Bagaimana presiden Amerika berkulit hitam pertama dalam sejarah selama 232 tahun bisa menang hingga terpelanting ke ruang oval Gedung Putih? Padahal dari segi fulus, kompetitornya John Mc. Cain mempunyai anggaran kampanye yang lebih besar dari Barrack Obama. Apa resep Obama yang berayah tiri orang Indonesia ini bisa menang?

National Director of Special Events untuk Kampanye Barack Obama Roger Fisk, memberikan tips sukses kampanye di Jakarta, pada 4 Februari silam. Fisk membeberkan rahasia kemenangan yang bisa juga dilakukan oleh caleg dan kandidat senator alias Dewan Perwakilan Daerah (DPD). Pertama, menyesuaikan diri dengan kebudayaan masyarakat lokal sekitar. Bahasa kasarnya, gunakan kearifan lokal seperti pendekatan budaya atau sapaan yang akrab dikenal pada etnik termasuk slogan dalam bahasa daerah. Tak terbantah lagi, Pemilihan Kepala Daerah (Pilkada) Aceh 2006, dari delapan pasangan foto kandidat gubernur, hanya pasangan Irwandi-Nazar yang mengenakan baju adat Aceh. Penampilan beda ini mencuri pandangan mata untuk menusuk pasangan nomor urut enam ini. Tentu busana bukanlah hal utama dan pokok warga memilih mereka.

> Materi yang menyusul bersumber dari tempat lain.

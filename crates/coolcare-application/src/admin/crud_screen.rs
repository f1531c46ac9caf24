//! Generic list + modal form screen.

use super::forms::EntityForm;
use coolcare_core::admin::{BookingRecord, BookingStatus, Customer};
use coolcare_core::error::{CoolcareError, Result};
use coolcare_core::repository::{Entity, Repository, Searchable};
use std::marker::PhantomData;
use std::sync::Arc;

/// What the screen's modal is showing.
#[derive(Debug, Clone, PartialEq, Eq, Default)]
pub enum ModalState<F> {
    #[default]
    Closed,
    Creating(F),
    Editing { id: String, form: F },
}

/// A searchable list of `T` with a create/edit modal bound through `F`.
pub struct CrudScreen<T: Entity, F: EntityForm<T>> {
    repository: Arc<dyn Repository<T>>,
    search: String,
    modal: ModalState<F>,
    _entity: PhantomData<fn() -> T>,
}

impl<T, F> CrudScreen<T, F>
where
    T: Entity + Searchable,
    F: EntityForm<T>,
{
    pub fn new(repository: Arc<dyn Repository<T>>) -> Self {
        Self {
            repository,
            search: String::new(),
            modal: ModalState::Closed,
            _entity: PhantomData,
        }
    }

    pub fn search(&self) -> &str {
        &self.search
    }

    pub fn set_search(&mut self, query: impl Into<String>) {
        self.search = query.into();
    }

    pub fn modal(&self) -> &ModalState<F> {
        &self.modal
    }

    /// Rows matching the current search, in repository order.
    pub async fn rows(&self) -> Result<Vec<T>> {
        let query = self.search.trim().to_string();
        self.repository
            .filter(&|entity: &T| entity.matches(&query))
            .await
    }

    /// Opens an empty form.
    pub fn open_create(&mut self) {
        self.modal = ModalState::Creating(F::default());
    }

    /// Opens the form pre-filled from the entity with `id`.
    pub async fn open_edit(&mut self, id: &str) -> Result<()> {
        let entity = self
            .repository
            .find_by_id(id)
            .await?
            .ok_or_else(|| CoolcareError::not_found(T::ENTITY_TYPE, id))?;
        self.modal = ModalState::Editing {
            id: id.to_string(),
            form: F::from_entity(&entity),
        };
        Ok(())
    }

    /// The open form, if any.
    pub fn form_mut(&mut self) -> Option<&mut F> {
        match &mut self.modal {
            ModalState::Closed => None,
            ModalState::Creating(form) | ModalState::Editing { form, .. } => Some(form),
        }
    }

    /// Validates and stores the open form, closing the modal on success.
    ///
    /// The modal stays open with its contents when validation or storage
    /// fails.
    pub async fn submit(&mut self) -> Result<T> {
        let saved = match &self.modal {
            ModalState::Closed => {
                return Err(CoolcareError::validation("No form is open"));
            }
            ModalState::Creating(form) => {
                form.validate()?;
                self.repository.add(form.build(None)).await?
            }
            ModalState::Editing { id, form } => {
                form.validate()?;
                let existing = self
                    .repository
                    .find_by_id(id)
                    .await?
                    .ok_or_else(|| CoolcareError::not_found(T::ENTITY_TYPE, id.as_str()))?;
                self.repository.update(form.build(Some(&existing))).await?
            }
        };
        tracing::info!(target: "admin", "Saved {} '{}'", T::ENTITY_TYPE, saved.id());
        self.modal = ModalState::Closed;
        Ok(saved)
    }

    /// Closes the modal, discarding the form.
    pub fn cancel(&mut self) {
        self.modal = ModalState::Closed;
    }

    pub async fn delete(&self, id: &str) -> Result<()> {
        self.repository.remove(id).await?;
        tracing::info!(target: "admin", "Deleted {} '{}'", T::ENTITY_TYPE, id);
        Ok(())
    }

    /// Applies `change` to the stored entity with `id` and saves it.
    ///
    /// Nothing is stored when `change` fails.
    pub async fn modify<C>(&self, id: &str, change: C) -> Result<T>
    where
        C: FnOnce(&mut T) -> Result<()> + Send,
    {
        let mut entity = self
            .repository
            .find_by_id(id)
            .await?
            .ok_or_else(|| CoolcareError::not_found(T::ENTITY_TYPE, id))?;
        change(&mut entity)?;
        self.repository.update(entity).await
    }
}

impl<F: EntityForm<Customer>> CrudScreen<Customer, F> {
    /// Advances the customer's status: active -> blocked -> lead -> active.
    pub async fn toggle_status(&self, id: &str) -> Result<Customer> {
        self.modify(id, |customer| {
            customer.status = customer.status.toggled();
            Ok(())
        })
        .await
    }
}

impl<F: EntityForm<BookingRecord>> CrudScreen<BookingRecord, F> {
    /// Moves a booking to `next`, enforcing the staff workflow.
    pub async fn set_status(&self, id: &str, next: BookingStatus) -> Result<BookingRecord> {
        self.modify(id, |booking| {
            if !booking.status.can_transition_to(next) {
                return Err(CoolcareError::validation(format!(
                    "Cannot move booking from {} to {}",
                    booking.status, next
                )));
            }
            booking.status = next;
            Ok(())
        })
        .await
    }
}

Kedua, menurut Fisk menciptakan kesadaran terhadap masyarakat terhadap kehadiran seorang kandidat. Pengenalan secara personal kepada khalayak bukanlah hal yang mudah. Dia membeberkan, ketika Obama mengunjungi suatu daerah, Tim Sukses Obama menghubungi media lokal untuk memberitahukan kehadiran ini. Jadi, gunakan media lokal sebagai corong kampanye gratis yang dikemas oleh konsultan media setiap partai politik atau individu.

Selanjutnya, dengarkanlah apa yang warga keluhkan. Dengarkanlah masukan yang diberikan pendukung. Disebutkan, 90 persen waktu Obama digunakan untuk mendengar ketika mengunjungi daerah. Suka atau tidak, suara pemilih lebih dilihat pada jajaran untuk dihitung, bukan didengar. Tatapan langsung dengan warga lebih efisien dan efektif daripada kampanye terbuka di lapangan yang menguras energi dan biaya jutaan rupiah.

Kampanye via SMS
Trik selanjutnya, memelihara dan menjaga hubungan dengan relawan dan pemilih setianya. Hal ini bisa dilakukan melalui sms sebagai tanda terima kasih atau mengingatkan lagi untuk terus menyakinkan pemilih. Hasilnya, satu juta relawan Obama secara serentak menelepon pemilih pada hari H untuk memilih Obama. Menteri Komunikasi dan Informasi Indonesia Mohammad Nuh mengatakan adalah sah kampanye melalui SMS.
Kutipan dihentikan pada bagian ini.